The financial crisis threatens to leave this advantage on the shelf, however, since power companies currently favor CCS projects that simply bolt CCS onto existing coal plants. This includes Akins’ own company, as well as seven of the companies involved in the EU’s proposed CCS demonstrations. As the European Commission data suggest, plants with bolt-on CCS will cost more to run than an IGCC plant, but they require less capital up-front. “Major corporations like ours are experiencing the same type of economic upheaval the rest of the country is facing. Access to capital has become constrained,” says Akins.
On the other hand, international politics may favor the rebirth of FutureGen. In particular, getting developing countries such as China and India to commit to carbon caps is a major goal for the U.S. in the global negotiations governments hope to conclude in Copenhagen this December to define a successor to the Kyoto Protocol on greenhouse-gas emissions. The Bush administration’s abrupt cancellation of FutureGen without notifying China, India, South Korea, and Australia–partners on the project–damaged relations with these countries, according to a report on FutureGen issued last month by Democrats serving on the House Science and Technology Committee.
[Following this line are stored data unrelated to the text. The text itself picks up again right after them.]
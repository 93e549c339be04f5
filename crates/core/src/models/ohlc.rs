use serde::{Deserialize, Serialize};

/// One OHLC bar of a price series. Input shape for the window-based
/// indicators (stochastic oscillator, average true range).
#[derive(Debug, Clone, Copy, PartialEq, Serialize, Deserialize)]
pub struct Ohlc {
    pub open: f64,
    pub high: f64,
    pub low: f64,
    pub close: f64,
}

impl Ohlc {
    pub fn new(open: f64, high: f64, low: f64, close: f64) -> Self {
        Self {
            open,
            high,
            low,
            close,
        }
    }

    /// Bar with all four fields at the same price (flat window helper).
    pub fn flat(price: f64) -> Self {
        Self::new(price, price, price, price)
    }
}
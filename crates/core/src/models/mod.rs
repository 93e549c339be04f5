pub mod news;
pub mod notification;
pub mod ohlc;
pub mod rule;
pub mod settings;
pub mod snapshot;
pub mod state;
pub mod tick;
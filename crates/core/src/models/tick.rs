use chrono::{DateTime, Utc};
use serde::{Deserialize, Serialize};

/// A single market observation for one symbol. Carries everything the
/// price rules evaluate against: last price, day-over-day change, and
/// volume next to its trailing average.
#[derive(Debug, Clone, PartialEq, Serialize, Deserialize)]
pub struct PriceTick {
    pub symbol: String,
    pub price: f64,
    pub previous_close: f64,
    pub change: f64,
    pub change_percent: f64,
    pub volume: u64,
    pub average_volume: u64,
    pub open: f64,
    pub high: f64,
    pub low: f64,
    pub bid: f64,
    pub ask: f64,
    pub timestamp: DateTime<Utc>,
}

impl PriceTick {
    /// Tick with derived change fields. Symbols are normalized to
    /// uppercase so rule matching is case-insensitive at the edges.
    pub fn new(symbol: impl Into<String>, price: f64, previous_close: f64) -> Self {
        let change = price - previous_close;
        let change_percent = if previous_close != 0.0 {
            change / previous_close * 100.0
        } else {
            0.0
        };

        Self {
            symbol: symbol.into().to_uppercase(),
            price,
            previous_close,
            change,
            change_percent,
            volume: 0,
            average_volume: 0,
            open: price,
            high: price,
            low: price,
            bid: price,
            ask: price,
            timestamp: Utc::now(),
        }
    }

    #[must_use]
    pub fn with_volume(mut self, volume: u64, average_volume: u64) -> Self {
        self.volume = volume;
        self.average_volume = average_volume;
        self
    }

    /// Day-session range; `new` seeds all three with the last price.
    #[must_use]
    pub fn with_session(mut self, open: f64, high: f64, low: f64) -> Self {
        self.open = open;
        self.high = high;
        self.low = low;
        self
    }

    #[must_use]
    pub fn with_quote(mut self, bid: f64, ask: f64) -> Self {
        self.bid = bid;
        self.ask = ask;
        self
    }

    /// Volume relative to the trailing average. `None` when no average
    /// is known, so spike rules cannot divide by zero.
    #[must_use]
    pub fn volume_ratio(&self) -> Option<f64> {
        if self.average_volume == 0 {
            None
        } else {
            Some(self.volume as f64 / self.average_volume as f64)
        }
    }
}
Worse still, the report cites a 2007 memo by Department of Energy staff arguing that cancelling FutureGen would disproportionately affect developing countries: “Without FutureGen, the availability of affordable coal-fueled CCS plants would be delayed at least 10 years.”
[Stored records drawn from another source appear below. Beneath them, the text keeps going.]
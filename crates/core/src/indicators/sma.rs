/// Simple moving average.
///
/// `out[i]` is the mean of `values[i + 1 - period ..= i]`; positions
/// before the first full window are `None`. A zero period or a series
/// shorter than the period yields all `None`.
pub fn sma(values: &[f64], period: usize) -> Vec<Option<f64>> {
    let mut out = vec![None; values.len()];
    if period == 0 || values.len() < period {
        return out;
    }

    for i in (period - 1)..values.len() {
        let window = &values[i + 1 - period..=i];
        let sum: f64 = window.iter().sum();
        out[i] = Some(sum / period as f64);
    }

    out
}
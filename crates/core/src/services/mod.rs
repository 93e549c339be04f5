pub mod alert_service;
pub mod evaluator_service;
pub mod notification_service;
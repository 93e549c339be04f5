use thiserror::Error;

/// Unified error type for the entire stockwatch-core library.
/// Every fallible public function returns `Result<T, CoreError>`.
#[derive(Debug, Error)]
pub enum CoreError {
    // ── Storage / Snapshot format ───────────────────────────────────
    #[error("Invalid snapshot format: {0}")]
    InvalidFormat(String),

    #[error("Unsupported snapshot version: {0}")]
    UnsupportedVersion(u16),

    #[error("Serialization error: {0}")]
    Serialization(String),

    #[error("Deserialization error: {0}")]
    Deserialization(String),

    #[error("Storage error: {0}")]
    Storage(String),

    // ── Feed ────────────────────────────────────────────────────────
    #[error("Tick feed error: {0}")]
    Feed(String),

    // ── Business Logic ──────────────────────────────────────────────
    #[error("Validation failed: {0}")]
    ValidationError(String),
}

// ── Conversion helpers (From impls) ─────────────────────────────────

impl From<std::io::Error> for CoreError {
    fn from(e: std::io::Error) -> Self {
        CoreError::Storage(e.to_string())
    }
}

impl From<bincode::Error> for CoreError {
    fn from(e: bincode::Error) -> Self {
        CoreError::Serialization(e.to_string())
    }
}

impl From<serde_json::Error> for CoreError {
    fn from(e: serde_json::Error) -> Self {
        CoreError::Deserialization(e.to_string())
    }
}
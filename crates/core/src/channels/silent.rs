use crate::channels::traits::{DesktopNotifier, SoundPattern, SoundPlayer};
use crate::models::notification::Notification;

/// Visual channel that drops everything. Default for headless hosts;
/// permission always reads as denied.
#[derive(Debug, Default)]
pub struct SilentNotifier;

impl DesktopNotifier for SilentNotifier {
    fn permission_granted(&self) -> bool {
        false
    }

    fn request_permission(&mut self) -> bool {
        false
    }

    fn show(&mut self, _notification: &Notification) {}
}

/// Audio channel that drops everything.
#[derive(Debug, Default)]
pub struct SilentSound;

impl SoundPlayer for SilentSound {
    fn play(&mut self, _pattern: SoundPattern) {}
}
use crate::indicators::sma::sma;
use crate::models::ohlc::Ohlc;

/// Stochastic oscillator output, aligned 1:1 with the input bars.
#[derive(Debug, Clone, PartialEq, Default)]
pub struct StochasticSeries {
    pub k: Vec<Option<f64>>,
    pub d: Vec<Option<f64>>,
}

/// Stochastic oscillator.
///
/// %K places the close inside the highest-high/lowest-low range of the
/// trailing `k_period` bars (50 when the range is flat). %D is an SMA
/// over the defined %K values, re-aligned to the source indices.
pub fn stochastic(bars: &[Ohlc], k_period: usize, d_period: usize) -> StochasticSeries {
    let mut k = vec![None; bars.len()];
    if k_period == 0 || bars.len() < k_period {
        return StochasticSeries {
            k,
            d: vec![None; bars.len()],
        };
    }

    for i in (k_period - 1)..bars.len() {
        let window = &bars[i + 1 - k_period..=i];
        let highest = window.iter().map(|b| b.high).fold(f64::NEG_INFINITY, f64::max);
        let lowest = window.iter().map(|b| b.low).fold(f64::INFINITY, f64::min);

        k[i] = Some(if highest == lowest {
            50.0
        } else {
            (bars[i].close - lowest) / (highest - lowest) * 100.0
        });
    }

    // Defined %K values form a contiguous tail starting at k_period - 1,
    // so the compacted SMA maps back by a fixed offset.
    let defined: Vec<f64> = k.iter().filter_map(|v| *v).collect();
    let d_compact = sma(&defined, d_period);
    let mut d = vec![None; bars.len()];
    for (offset, value) in d_compact.into_iter().enumerate() {
        d[k_period - 1 + offset] = value;
    }

    StochasticSeries { k, d }
}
Tony Lodge, an energy analyst and fellow at the Centre for Policy Studies in London, calls the cancellation of FutureGen short-sighted. He is equally critical of a decision by the U.K. government to restrict the use of its own CCS demonstration to coal-station retrofits. “If leading coal-burning economies like the U.S. and the U.K. are to influence coal-hungry countries such as India and China, then they must match their words with action,” says Lodge. “Support and development of FutureGen would be a significant start.”